Aim of the task -> When a line of the material has the word "input" in it, copy that line.

*** Records shown ***

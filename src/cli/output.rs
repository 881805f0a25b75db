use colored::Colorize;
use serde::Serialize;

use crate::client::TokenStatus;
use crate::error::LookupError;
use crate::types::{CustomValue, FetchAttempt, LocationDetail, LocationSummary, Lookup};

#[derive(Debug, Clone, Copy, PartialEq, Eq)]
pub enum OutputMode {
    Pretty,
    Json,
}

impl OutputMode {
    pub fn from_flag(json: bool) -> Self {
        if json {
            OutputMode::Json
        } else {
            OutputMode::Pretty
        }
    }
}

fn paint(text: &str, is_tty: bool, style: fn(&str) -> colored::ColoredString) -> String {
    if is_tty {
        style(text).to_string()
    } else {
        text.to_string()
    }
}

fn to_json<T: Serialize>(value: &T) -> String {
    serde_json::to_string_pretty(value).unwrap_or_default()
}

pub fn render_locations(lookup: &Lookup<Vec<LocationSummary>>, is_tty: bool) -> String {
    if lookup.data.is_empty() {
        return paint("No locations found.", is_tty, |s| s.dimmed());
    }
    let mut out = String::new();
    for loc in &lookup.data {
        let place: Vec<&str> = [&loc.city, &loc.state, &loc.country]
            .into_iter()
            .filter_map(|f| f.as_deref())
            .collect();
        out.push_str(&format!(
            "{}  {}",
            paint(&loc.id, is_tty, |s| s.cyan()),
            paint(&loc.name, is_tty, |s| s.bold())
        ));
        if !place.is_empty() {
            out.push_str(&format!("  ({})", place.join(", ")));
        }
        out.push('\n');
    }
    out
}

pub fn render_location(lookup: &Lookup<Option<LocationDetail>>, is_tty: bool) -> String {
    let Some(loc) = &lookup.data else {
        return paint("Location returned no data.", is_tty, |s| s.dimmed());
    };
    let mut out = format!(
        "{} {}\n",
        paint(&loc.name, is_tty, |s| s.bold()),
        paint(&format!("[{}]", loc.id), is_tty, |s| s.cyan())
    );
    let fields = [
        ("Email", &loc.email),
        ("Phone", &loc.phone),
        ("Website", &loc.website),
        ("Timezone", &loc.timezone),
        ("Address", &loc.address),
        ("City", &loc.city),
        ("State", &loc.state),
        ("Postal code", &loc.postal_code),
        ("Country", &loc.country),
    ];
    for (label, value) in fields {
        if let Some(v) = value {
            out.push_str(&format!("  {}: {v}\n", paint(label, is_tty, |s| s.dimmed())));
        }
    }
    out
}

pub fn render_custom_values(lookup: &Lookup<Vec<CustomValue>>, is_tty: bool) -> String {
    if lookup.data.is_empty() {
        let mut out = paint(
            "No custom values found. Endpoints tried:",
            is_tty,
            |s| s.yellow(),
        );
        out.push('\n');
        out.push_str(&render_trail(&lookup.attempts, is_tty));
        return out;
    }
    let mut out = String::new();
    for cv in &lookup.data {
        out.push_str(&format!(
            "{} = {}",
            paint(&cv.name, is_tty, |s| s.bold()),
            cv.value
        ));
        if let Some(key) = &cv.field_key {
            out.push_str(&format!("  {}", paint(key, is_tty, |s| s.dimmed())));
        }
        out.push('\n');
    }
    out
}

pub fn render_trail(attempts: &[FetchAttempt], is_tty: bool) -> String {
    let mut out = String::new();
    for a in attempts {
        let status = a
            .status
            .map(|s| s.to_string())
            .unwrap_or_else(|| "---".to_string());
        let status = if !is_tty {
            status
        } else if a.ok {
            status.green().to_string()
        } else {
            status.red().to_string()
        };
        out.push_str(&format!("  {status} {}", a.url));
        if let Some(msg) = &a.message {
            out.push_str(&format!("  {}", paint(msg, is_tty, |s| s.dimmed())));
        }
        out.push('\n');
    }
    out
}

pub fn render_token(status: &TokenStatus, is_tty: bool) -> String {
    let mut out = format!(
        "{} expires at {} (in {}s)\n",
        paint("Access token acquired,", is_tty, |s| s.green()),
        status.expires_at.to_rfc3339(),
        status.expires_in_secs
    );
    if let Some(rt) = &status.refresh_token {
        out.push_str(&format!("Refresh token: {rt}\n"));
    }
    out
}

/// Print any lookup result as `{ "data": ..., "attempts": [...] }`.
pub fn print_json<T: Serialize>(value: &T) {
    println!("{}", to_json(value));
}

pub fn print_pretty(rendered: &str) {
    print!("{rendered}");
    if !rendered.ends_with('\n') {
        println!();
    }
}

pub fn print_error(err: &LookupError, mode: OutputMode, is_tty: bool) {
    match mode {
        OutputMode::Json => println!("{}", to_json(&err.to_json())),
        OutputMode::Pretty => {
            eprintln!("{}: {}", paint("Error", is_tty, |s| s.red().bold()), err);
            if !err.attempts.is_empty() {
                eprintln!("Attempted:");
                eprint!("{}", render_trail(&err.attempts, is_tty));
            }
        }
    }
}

*** End of Records shown ***
*** Records shown ***

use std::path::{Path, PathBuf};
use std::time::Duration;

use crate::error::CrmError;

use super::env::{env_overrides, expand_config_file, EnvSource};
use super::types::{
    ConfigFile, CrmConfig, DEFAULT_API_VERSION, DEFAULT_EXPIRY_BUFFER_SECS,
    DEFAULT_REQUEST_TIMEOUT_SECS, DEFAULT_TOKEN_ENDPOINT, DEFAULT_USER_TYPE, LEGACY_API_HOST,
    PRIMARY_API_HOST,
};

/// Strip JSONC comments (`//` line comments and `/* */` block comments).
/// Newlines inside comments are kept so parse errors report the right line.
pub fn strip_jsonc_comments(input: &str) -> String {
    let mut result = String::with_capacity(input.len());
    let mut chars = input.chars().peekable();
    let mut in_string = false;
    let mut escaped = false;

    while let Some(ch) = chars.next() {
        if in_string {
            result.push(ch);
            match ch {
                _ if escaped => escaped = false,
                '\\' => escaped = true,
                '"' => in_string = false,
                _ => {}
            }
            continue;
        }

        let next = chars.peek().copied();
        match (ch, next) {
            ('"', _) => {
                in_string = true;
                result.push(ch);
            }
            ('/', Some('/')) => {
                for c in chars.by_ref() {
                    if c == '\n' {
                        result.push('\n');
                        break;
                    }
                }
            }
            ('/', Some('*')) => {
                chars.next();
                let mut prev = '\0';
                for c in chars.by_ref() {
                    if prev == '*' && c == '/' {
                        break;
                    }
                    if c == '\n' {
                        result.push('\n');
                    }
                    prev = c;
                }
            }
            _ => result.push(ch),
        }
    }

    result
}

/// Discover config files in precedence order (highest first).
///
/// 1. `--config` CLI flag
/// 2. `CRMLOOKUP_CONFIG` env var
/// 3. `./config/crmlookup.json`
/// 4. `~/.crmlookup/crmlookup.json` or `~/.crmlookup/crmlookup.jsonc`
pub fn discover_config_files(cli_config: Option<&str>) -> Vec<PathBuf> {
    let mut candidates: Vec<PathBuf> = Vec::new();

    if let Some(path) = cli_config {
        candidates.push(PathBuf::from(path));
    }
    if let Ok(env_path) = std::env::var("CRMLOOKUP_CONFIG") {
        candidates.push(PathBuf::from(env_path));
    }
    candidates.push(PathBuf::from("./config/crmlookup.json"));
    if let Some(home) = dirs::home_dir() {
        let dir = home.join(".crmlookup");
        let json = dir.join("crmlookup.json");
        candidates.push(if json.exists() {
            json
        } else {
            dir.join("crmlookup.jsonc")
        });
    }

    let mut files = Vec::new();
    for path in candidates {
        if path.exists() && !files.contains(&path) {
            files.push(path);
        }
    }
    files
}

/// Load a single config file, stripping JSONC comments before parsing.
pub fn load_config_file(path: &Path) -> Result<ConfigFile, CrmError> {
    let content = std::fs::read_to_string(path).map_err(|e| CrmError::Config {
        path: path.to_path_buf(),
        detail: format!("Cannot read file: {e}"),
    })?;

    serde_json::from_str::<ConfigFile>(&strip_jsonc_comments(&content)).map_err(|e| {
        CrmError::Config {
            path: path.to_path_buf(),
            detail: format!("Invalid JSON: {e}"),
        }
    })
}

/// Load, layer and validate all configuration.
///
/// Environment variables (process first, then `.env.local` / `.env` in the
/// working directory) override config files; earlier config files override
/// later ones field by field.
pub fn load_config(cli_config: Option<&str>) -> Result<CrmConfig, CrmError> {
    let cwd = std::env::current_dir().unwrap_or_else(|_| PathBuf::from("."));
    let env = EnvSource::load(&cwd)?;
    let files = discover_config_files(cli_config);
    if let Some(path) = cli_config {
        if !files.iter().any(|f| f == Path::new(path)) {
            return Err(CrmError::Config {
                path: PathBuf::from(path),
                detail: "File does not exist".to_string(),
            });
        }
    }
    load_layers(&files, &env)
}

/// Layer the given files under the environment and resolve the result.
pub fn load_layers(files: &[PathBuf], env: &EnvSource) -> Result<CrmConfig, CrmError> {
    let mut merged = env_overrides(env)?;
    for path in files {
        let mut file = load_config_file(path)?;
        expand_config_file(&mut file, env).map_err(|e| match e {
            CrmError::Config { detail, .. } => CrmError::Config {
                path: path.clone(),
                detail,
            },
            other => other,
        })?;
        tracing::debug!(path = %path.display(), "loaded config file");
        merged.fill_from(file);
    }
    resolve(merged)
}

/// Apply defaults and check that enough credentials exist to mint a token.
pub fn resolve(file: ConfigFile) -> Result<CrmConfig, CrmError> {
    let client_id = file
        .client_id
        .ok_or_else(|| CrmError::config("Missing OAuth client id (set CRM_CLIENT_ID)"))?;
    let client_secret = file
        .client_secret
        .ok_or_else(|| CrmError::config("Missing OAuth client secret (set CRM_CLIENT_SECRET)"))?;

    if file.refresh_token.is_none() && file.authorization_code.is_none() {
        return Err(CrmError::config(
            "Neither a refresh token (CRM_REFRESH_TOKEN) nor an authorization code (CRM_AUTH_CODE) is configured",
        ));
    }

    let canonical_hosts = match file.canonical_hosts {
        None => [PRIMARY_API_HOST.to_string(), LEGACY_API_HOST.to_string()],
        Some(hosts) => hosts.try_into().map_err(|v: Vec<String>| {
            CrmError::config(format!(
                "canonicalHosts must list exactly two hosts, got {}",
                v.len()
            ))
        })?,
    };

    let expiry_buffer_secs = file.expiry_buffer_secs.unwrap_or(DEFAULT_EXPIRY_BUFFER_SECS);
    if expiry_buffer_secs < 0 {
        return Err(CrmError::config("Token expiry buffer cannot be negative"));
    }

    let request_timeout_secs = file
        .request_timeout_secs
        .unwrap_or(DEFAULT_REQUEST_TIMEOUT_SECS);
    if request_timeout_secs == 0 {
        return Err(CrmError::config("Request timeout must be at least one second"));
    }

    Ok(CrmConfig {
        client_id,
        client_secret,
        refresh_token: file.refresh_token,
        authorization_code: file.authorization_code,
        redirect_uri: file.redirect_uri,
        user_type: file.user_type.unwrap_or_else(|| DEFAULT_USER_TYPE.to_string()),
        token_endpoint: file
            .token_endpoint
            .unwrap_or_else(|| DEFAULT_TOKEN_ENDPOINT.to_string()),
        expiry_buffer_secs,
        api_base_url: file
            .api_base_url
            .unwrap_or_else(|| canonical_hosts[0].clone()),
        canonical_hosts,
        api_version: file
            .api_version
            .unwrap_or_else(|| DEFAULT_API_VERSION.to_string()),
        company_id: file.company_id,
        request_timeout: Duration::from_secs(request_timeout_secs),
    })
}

*** End of Records shown ***

Task result ->
pub fn strip_jsonc_comments(input: &str) -> String {
    let mut result = String::with_capacity(input.len());
    let mut chars = input.chars().peekable();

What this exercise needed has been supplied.